Aceita que dói menos: somos frutos de uma sociedade estruturalmente capacitista. A boa notícia é que, provavelmente, você não é uma pessoa ruim. O capacitismo tem como principal motivo de existir o fato de que não convivíamos ou aprendíamos sobre pessoas PCD, não as víamos, não lidávamos com elas. Até uns 30 anos atrás, ir para a escola nem era possível. Frequentar lugares como supermercado, loja, praça, menos ainda: nem rampas eram obrigatórias.
Viviam, as pessoas PCD e seus familiares, em um submundo. Fora dos olhares e dos julgamentos. Era por vergonha e por proteção, também, esse lugar escondido. Autistas altamente funcionais e gênios até tinham lugar no mundo, mas não sem cair em rótulos ou ter momentos de crises terríveis que são sempre lembradas.
Sim, não ter contato nos deixa sem informações, sem conhecimento, de como lidar com quem não é igual a nós. Ignorância é um motivo real, mas não é mais um obstáculo: há muita informação, boa e segura, em todo lugar. Ser capacitista pode não ser por mal, mas é inaceitável.
O pior, no entanto, de uma fala “ela nem parece autista”, é a incrível mágica que ela faz: de um só golpe, você invisibiliza toda uma jornada de esforços e trabalho para que aquela criança exista, a despeito de suas limitações, da melhor forma no mundo.
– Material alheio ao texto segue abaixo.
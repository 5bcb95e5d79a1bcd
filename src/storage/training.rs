//! SQLite-backed append-only store of real behavior samples for retraining.
//! Required numeric fields are checked on the way in and on the way out; a bad row
//! fails the whole read rather than being coerced.

use crate::detection::TrackId;
use crate::error::{Error, Result};
use crate::features::{BehaviorRecord, FrameBehaviors, FEATURE_DIM};
use crate::model::Dataset;
use crate::risk::RiskLevel;
use chrono::Utc;
use ndarray::Array2;
use rusqlite::types::ValueRef;
use rusqlite::{params, Connection, Row};
use std::path::Path;
use std::sync::{Mutex, MutexGuard};
use tracing::debug;

pub struct TrainingStore {
    conn: Mutex<Connection>,
}

const SCHEMA: &str = r#"
    CREATE TABLE IF NOT EXISTS training_samples (
        id INTEGER PRIMARY KEY AUTOINCREMENT,
        recorded_at INTEGER NOT NULL,
        track_id INTEGER NOT NULL,
        speed REAL,
        acceleration REAL,
        lane_changes INTEGER,
        erratic_movements INTEGER,
        behavior_score INTEGER,
        risk_level TEXT
    );
    CREATE INDEX IF NOT EXISTS idx_training_recorded_at ON training_samples(recorded_at);
"#;

fn check_record(track_id: TrackId, r: &BehaviorRecord) -> Result<i64> {
    let invalid = |field| Error::InvalidRecord { track_id, field };
    let id = i64::try_from(track_id).map_err(|_| invalid("track_id"))?;
    if !r.speed.is_finite() {
        return Err(invalid("speed"));
    }
    if r.acceleration.is_some_and(|a| !a.is_finite()) {
        return Err(invalid("acceleration"));
    }
    Ok(id)
}

/// Required numeric column: NULL, text or blob is malformed.
fn numeric(row: &Row<'_>, col: usize, id: i64, field: &'static str) -> Result<f64> {
    match optional_numeric(row, col, id, field)? {
        Some(v) => Ok(v),
        None => Err(Error::MalformedSample { row: id, field }),
    }
}

/// Nullable numeric column; NULL means undefined.
fn optional_numeric(row: &Row<'_>, col: usize, id: i64, field: &'static str) -> Result<Option<f64>> {
    let v = match row.get_ref(col)? {
        ValueRef::Null => return Ok(None),
        ValueRef::Integer(i) => i as f64,
        ValueRef::Real(f) => f,
        ValueRef::Text(_) | ValueRef::Blob(_) => {
            return Err(Error::MalformedSample { row: id, field })
        }
    };
    if !v.is_finite() {
        return Err(Error::MalformedSample { row: id, field });
    }
    Ok(Some(v))
}

impl TrainingStore {
    /// Open or create the store at `path`.
    pub fn open(path: &Path) -> Result<Self> {
        if let Some(dir) = path.parent().filter(|d| !d.as_os_str().is_empty()) {
            std::fs::create_dir_all(dir)?;
        }
        Self::from_connection(Connection::open(path)?)
    }

    pub fn open_in_memory() -> Result<Self> {
        Self::from_connection(Connection::open_in_memory()?)
    }

    fn from_connection(conn: Connection) -> Result<Self> {
        conn.execute_batch(SCHEMA)?;
        Ok(Self {
            conn: Mutex::new(conn),
        })
    }

    fn conn(&self) -> Result<MutexGuard<'_, Connection>> {
        self.conn.lock().map_err(|_| Error::LockPoisoned)
    }

    /// Append one frame's records in a single transaction. Every record is checked
    /// before anything is written. Returns the number of rows added.
    pub fn append(&self, records: &FrameBehaviors) -> Result<usize> {
        let checked = records
            .iter()
            .map(|(id, r)| check_record(*id, r).map(|stored_id| (stored_id, r)))
            .collect::<Result<Vec<_>>>()?;
        if checked.is_empty() {
            return Ok(0);
        }

        let ts = Utc::now().timestamp_millis();
        let mut conn = self.conn()?;
        let tx = conn.transaction()?;
        {
            let mut stmt = tx.prepare_cached(
                "INSERT INTO training_samples
                    (recorded_at, track_id, speed, acceleration, lane_changes, erratic_movements, behavior_score, risk_level)
                 VALUES (?1, ?2, ?3, ?4, ?5, ?6, ?7, ?8)",
            )?;
            for (track_id, r) in &checked {
                stmt.execute(params![
                    ts,
                    track_id,
                    r.speed,
                    r.acceleration,
                    r.lane_changes,
                    r.erratic_movements,
                    r.behavior_score,
                    r.risk_level.as_str(),
                ])?;
            }
        }
        tx.commit()?;
        debug!(rows = checked.len(), "training samples appended");
        Ok(checked.len())
    }

    pub fn count(&self) -> Result<usize> {
        let n: i64 = self
            .conn()?
            .query_row("SELECT COUNT(*) FROM training_samples", [], |row| row.get(0))?;
        Ok(n.max(0) as usize)
    }

    /// All samples as a labeled dataset, labels taken from the stored risk level.
    /// Undefined acceleration becomes 0; any other missing value is an error.
    pub fn load_dataset(&self) -> Result<Dataset> {
        let conn = self.conn()?;
        let mut stmt = conn.prepare(
            "SELECT id, speed, acceleration, lane_changes, erratic_movements, behavior_score, risk_level
             FROM training_samples ORDER BY id",
        )?;
        let mut rows = stmt.query([])?;
        let mut features: Vec<[f64; FEATURE_DIM]> = Vec::new();
        let mut labels: Vec<RiskLevel> = Vec::new();

        while let Some(row) = rows.next()? {
            let id: i64 = row.get(0)?;
            let sample = [
                numeric(row, 1, id, "speed")?,
                optional_numeric(row, 2, id, "acceleration")?.unwrap_or(0.0),
                numeric(row, 3, id, "lane_changes")?,
                numeric(row, 4, id, "erratic_movements")?,
                numeric(row, 5, id, "behavior_score")?,
            ];
            let label = match row.get_ref(6)? {
                ValueRef::Text(t) => std::str::from_utf8(t)
                    .ok()
                    .and_then(|s| s.parse::<RiskLevel>().ok()),
                _ => None,
            }
            .ok_or(Error::MalformedSample {
                row: id,
                field: "risk_level",
            })?;
            features.push(sample);
            labels.push(label);
        }

        let x = if features.is_empty() {
            Array2::zeros((0, FEATURE_DIM))
        } else {
            Array2::from(features)
        };
        Ok(Dataset::new(x, labels))
    }
}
Você diz que ela é boa, válida, real, porque não parece ter nenhum defeito.
Ela não pode parecer normal, real, inteligente, se ela for autista?
Que caixinha pequena essa em que as pessoas colocam os autistas, né? Tem que ser muito limitado, muito dependente, tem que ser um ET. Se parecer só uma criança feliz correndo na praça, não pode ser autista. Todo o esforço dos pais, dos terapeutas, da escola e das próprias crianças é, assim, apagado.
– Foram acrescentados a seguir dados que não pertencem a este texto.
//! Behavior pipeline: detections → track store → kinematics → detectors → score.

use super::{kinematics, patterns, BehaviorRecord, FrameBehaviors, TrackStore};
use crate::config::BehaviorConfig;
use crate::detection::Detection;
use crate::risk::RiskEngine;
use tracing::{debug, warn};

/// Folds detections into per-track state, one frame at a time and in detection order.
/// Owns its tracks; one analyzer per video source.
pub struct BehaviorAnalyzer {
    config: BehaviorConfig,
    tracks: TrackStore,
    engine: RiskEngine,
    frame_height: Option<f64>,
}

impl BehaviorAnalyzer {
    pub fn new(config: BehaviorConfig) -> Self {
        Self {
            config,
            tracks: TrackStore::new(),
            engine: RiskEngine::new(),
            frame_height: None,
        }
    }

    pub fn frame_rate(&self) -> f64 {
        self.config.frame_rate
    }

    pub fn tracks(&self) -> &TrackStore {
        &self.tracks
    }

    /// Analyze one frame. Returns a record per detected id; if an id appears twice,
    /// both detections are folded and the later record is kept.
    pub fn analyze(&mut self, detections: &[Detection], frame_height: f64) -> FrameBehaviors {
        self.check_frame_height(frame_height);

        let mut out = FrameBehaviors::new();
        for det in detections {
            if !det.center.is_finite() {
                warn!(track_id = det.id, "non-finite detection center; skipped");
                continue;
            }
            let record = self.fold(det, frame_height);
            out.insert(det.id, record);
        }
        debug!(detections = detections.len(), records = out.len(), "frame analyzed");
        out
    }

    fn fold(&mut self, det: &Detection, frame_height: f64) -> BehaviorRecord {
        let fr = self.config.frame_rate;
        let track = self.tracks.upsert(det.id, det.center);

        let speed = kinematics::speed(track, fr);
        // from the speed buffer as it stood before this frame's sample
        let acceleration = kinematics::acceleration(track, fr);
        let lane_change = patterns::detect_lane_change(track, frame_height);
        let erratic = patterns::detect_erratic_movement(track);

        if speed > 0.0 {
            track.speeds.push(speed);
        }
        if let Some(a) = acceleration {
            track.accelerations.push(a);
        }
        if lane_change {
            track.lane_change_count = track.lane_change_count.saturating_add(1);
        }
        if erratic {
            track.erratic_count = track.erratic_count.saturating_add(1);
        }

        let (behavior_score, risk_level) = self.engine.score(track);
        BehaviorRecord {
            speed,
            acceleration,
            lane_changes: track.lane_change_count,
            erratic_movements: track.erratic_count,
            behavior_score,
            risk_level,
            center: det.center,
        }
    }

    fn check_frame_height(&mut self, frame_height: f64) {
        match self.frame_height {
            None => self.frame_height = Some(frame_height),
            Some(h) if h != frame_height => {
                warn!(
                    session_height = h,
                    frame_height, "frame height changed mid-session; lane-change results not comparable"
                );
                self.frame_height = Some(frame_height);
            }
            Some(_) => {}
        }
    }
}

#[cfg(test)]
mod tests {
    use super::*;
    use crate::risk::RiskLevel;

    fn analyzer() -> BehaviorAnalyzer {
        BehaviorAnalyzer::new(BehaviorConfig { frame_rate: 30.0 })
    }

    #[test]
    fn first_sighting_has_zero_speed_and_no_acceleration() {
        let mut a = analyzer();
        let out = a.analyze(&[Detection::new(1, (10.0, 10.0))], 720.0);
        let r = &out[&1];
        assert_eq!(r.speed, 0.0);
        assert_eq!(r.acceleration, None);
        assert_eq!(r.behavior_score, 0);
        assert_eq!(r.risk_level, RiskLevel::Safe);
    }

    #[test]
    fn acceleration_lags_speed_samples() {
        let mut a = analyzer();
        // speeds 30, 60, 90 px/s
        let xs = [0.0, 1.0, 3.0, 6.0];
        let mut last = None;
        for (i, x) in xs.iter().enumerate() {
            let out = a.analyze(&[Detection::new(1, (*x, 0.0))], 720.0);
            last = Some(out[&1].clone());
            if i < 3 {
                assert_eq!(out[&1].acceleration, None, "frame {i}");
            }
        }
        // two speed samples (30, 60) existed before the third was added
        let r = last.unwrap();
        assert_eq!(r.speed, 90.0);
        assert_eq!(r.acceleration, Some(900.0));
    }

    #[test]
    fn stationary_frames_do_not_record_speed() {
        let mut a = analyzer();
        for _ in 0..5 {
            a.analyze(&[Detection::new(4, (5.0, 5.0))], 720.0);
        }
        let t = a.tracks().get(4).unwrap();
        assert!(t.speeds.is_empty());
        assert_eq!(t.positions.len(), 5);
    }

    #[test]
    fn non_finite_centers_are_skipped() {
        let mut a = analyzer();
        let out = a.analyze(&[Detection::new(9, (f64::NAN, 1.0))], 720.0);
        assert!(out.is_empty());
        assert!(a.tracks().get(9).is_none());
    }

    #[test]
    fn tracks_are_independent() {
        let mut a = analyzer();
        assert_eq!(a.frame_rate(), 30.0);
        a.analyze(&[Detection::new(1, (0.0, 0.0)), Detection::new(2, (100.0, 0.0))], 720.0);
        let out = a.analyze(&[Detection::new(1, (1.0, 0.0)), Detection::new(2, (100.0, 2.0))], 720.0);
        assert_eq!(out[&1].speed, 30.0);
        assert_eq!(out[&2].speed, 60.0);
    }
}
Não temos uma epidemia de diagnósticos, deixe-me dizer novamente isso: menos de 2% da população tem diagnóstico (dados do IBGE, não meus). E, quando finalmente temos um, e acesso a terapias, e muito trabalho feito, a criança, bem desenvolvida, perde automaticamente seu diagnóstico?
Não se deixa de ser autista: obstáculos são superados e novos aparecem todos os dias! O mundo não é um lugar confortável para a nossa existência e não se molda a nossas necessidades.
Falei no começo do texto da minha jornada aqui, sei da de muitas outras famílias, e por isso peço hoje: por favor, use as frases corretas para elogiar minhas crianças.
“Ela está ótima, bom trabalho, mãe!” Ou
“Aurora, você se supera todos os dias!” Ou
“Lua é muito inteligente e consegue fazer as lições propostas, né?” Ou
“Elas mostram ter evoluído bem”.
Não esqueça que, se é para elogiar, precisa elogiar tudo que está por trás desse parecer “normal” (seja lá o que for isso…).